Sympathisant des idées socialistes et communistes, Prévert souhaite être un Zola poétique dénonçant l’aliénation des hommes dans un monde capitaliste impitoyable.

Pour dénoncer le capitalisme, Prévert utilise l’anadiplose qui consiste à reprendre en début de vers le dernier mot d’une proposition :
«poissons morts protégés par des boîtes/boîtes protégées par les vitres/vitres protégées par les flics/flics protégés par la crainte/que de barricades pour six malheureuses sardines…».

Ces anadiploses dévoilent une société fermée, cadenassée par des barrières.

Les répétitions des termes «vitre» et « vitrine » suggère aussi un univers froid qui coupe les hommes d’une abondance mensongère et illusoire.

Ainsi, Prévert critique la société capitaliste qui crée de l’abondance mais maintient volontairement une partie de la population dans la pénurie.

Le champ lexical de l’économiedeux francs», «zéro franc soixante-dix», «deux», «vingt-cinq centimes», «pourboire») montre que les liens entre les hommes sont régis par l’argent.

Prévert dénonce cette primauté de l’argent dans les relations sociales.

La gradation finale descendante de « deux francs », à « zéro franc soixante-dix » puis à « vingt-cinq centimes » (v.55 à 59) suggère un processus de paupérisation des classes populaires après-guerre.

B – Une chronique policière

Pour rendre compte de la violence sociale, Prévert transforme son poème en chronique policière.

À la fin du poème, Prévert reprend  ainsi le style journalistique en se plaçant du point de vue du criminel : «et dans l’intérieur de sa tête/un brouillard de mots/un brouillard de mots /sardine à manger /Oeuf dur café crème.

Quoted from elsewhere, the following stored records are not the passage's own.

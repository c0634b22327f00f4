use std::sync::Arc;

use api_commands::WordRecord;
use clap::Parser;
use tracing::{debug, info, instrument};

use crate::{
    configuration::Configuration,
    database::{
        create_async_database_connection_pool,
        migrations::{has_missing_migrations, run_migrations},
    },
    error::{LexiconError, LexiconResult},
    external_source::GoogleTranslateSource,
    integration_tests::run_internal_integration_tests,
    lexical_store::PostgresLexicalStore,
    model::{LanguageCode, LanguageSelector},
    resolver::WordResolver,
    web::run_web_api,
};

/// CLI of the lexicon service.
#[derive(Parser, Debug, Default)]
enum Cli {
    /// Run the web API (default).
    /// Pending database migrations are applied before the API starts.
    #[default]
    Web,

    /// Apply pending database migrations.
    ApplyMigrations,

    /// Look up a word like the web API does, and print the result as JSON.
    /// Words that are not stored yet are fetched from the external source and stored.
    Lookup {
        /// The word to look up.
        #[arg(short, long)]
        word: String,
        /// The language of the word, or `auto` to match any stored language.
        #[arg(short, long, default_value = "auto")]
        source_language: LanguageSelector,
        /// The language of the annotations.
        #[arg(short, long)]
        target_language: LanguageCode,
    },

    /// Delete a word and all its annotations.
    Delete {
        /// The word to delete.
        #[arg(short, long)]
        word: String,
        /// The language of the word, or `auto` to match any stored language.
        #[arg(short, long, default_value = "auto")]
        source_language: LanguageSelector,
    },

    /// Run integration tests that require a database, but use APIs that are not exposed through the web interface.
    ///
    /// **WARNING:** This creates and deletes words whose text starts with `__lexicon_integration_test`.
    RunInternalIntegrationTests,
}

#[instrument(skip(configuration))]
pub async fn run_cli_command(configuration: &Configuration) -> LexiconResult<()> {
    let cli_command = Cli::parse();
    debug!("Cli arguments: {cli_command:#?}");

    match cli_command {
        Cli::Web => run_lexicon_backend(configuration).await?,
        Cli::ApplyMigrations => apply_pending_database_migrations(configuration).await?,
        Cli::Lookup {
            word,
            source_language,
            target_language,
        } => lookup(word, source_language, target_language, configuration).await?,
        Cli::Delete {
            word,
            source_language,
        } => delete(word, source_language, configuration).await?,
        Cli::RunInternalIntegrationTests => run_internal_integration_tests(configuration).await?,
    }

    Ok(())
}

#[instrument(err, skip(configuration))]
async fn run_lexicon_backend(configuration: &Configuration) -> LexiconResult<()> {
    debug!("Running lexicon backend with configuration: {configuration:#?}");

    apply_pending_database_migrations(configuration).await?;
    let resolver = create_word_resolver(configuration).await?;

    run_web_api(resolver, configuration).await?;

    info!("Shutting down...");
    Ok(())
}

#[instrument(err, skip(configuration))]
async fn apply_pending_database_migrations(configuration: &Configuration) -> LexiconResult<()> {
    if has_missing_migrations(configuration)? {
        info!("Executing missing database migrations");
        run_migrations(configuration)?;
        info!("Success!");
    } else {
        info!("No missing migrations");
    }

    Ok(())
}

#[instrument(err, skip(configuration))]
async fn lookup(
    word: String,
    source_language: LanguageSelector,
    target_language: LanguageCode,
    configuration: &Configuration,
) -> LexiconResult<()> {
    configuration.verify_word_length(&word)?;
    let resolver = create_word_resolver(configuration).await?;

    match resolver
        .get(&word, &source_language, &target_language)
        .await?
    {
        Some(record) => {
            let output = serde_json::to_string_pretty(&WordRecord::from(record)).map_err(
                |error| LexiconError::SerialiseOutput {
                    source: Box::new(error),
                },
            )?;
            println!("{output}");
        }
        None => info!("'{word}' was not found"),
    }

    Ok(())
}

#[instrument(err, skip(configuration))]
async fn delete(
    word: String,
    source_language: LanguageSelector,
    configuration: &Configuration,
) -> LexiconResult<()> {
    configuration.verify_word_length(&word)?;
    create_word_resolver(configuration)
        .await?
        .delete(&word, &source_language)
        .await
}

/// Wire the resolver to the configured database and external source.
pub async fn create_word_resolver(configuration: &Configuration) -> LexiconResult<WordResolver> {
    let database_connection_pool = create_async_database_connection_pool(configuration).await?;

    Ok(WordResolver::new(
        Arc::new(PostgresLexicalStore::new(
            database_connection_pool,
            configuration,
        )),
        Arc::new(GoogleTranslateSource::new(configuration)),
    ))
}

Café arrosé rhum/café-crème/café-crème/café-crime arrosé sang !…».

L’absence d’article devant les noms désignant la nourriture crée un effet d’accélération à l’approche du moment du meurtre.

Les allitérations en [K] et [r] accentue cet effet de tourbillon irrationnel et violent qui saisit le personnage jusqu’au moment du crime.

Le point d’exclamation au vers 51 « café-crime arrosé sang ! » accentue la rapidité et l’irrationalité du geste meurtrier.

Les trois points de suspension au vers 51 et la majuscule « Un homme » au vers 52 montre que Prévert change de séquence à la manière d’un réalisateur de cinéma.

Les précisions sur les circonstances de la mort au v. 52 font alors penser à un rapport de police : «Un homme très estimé dans son quartier / a été égorgé en plein jour»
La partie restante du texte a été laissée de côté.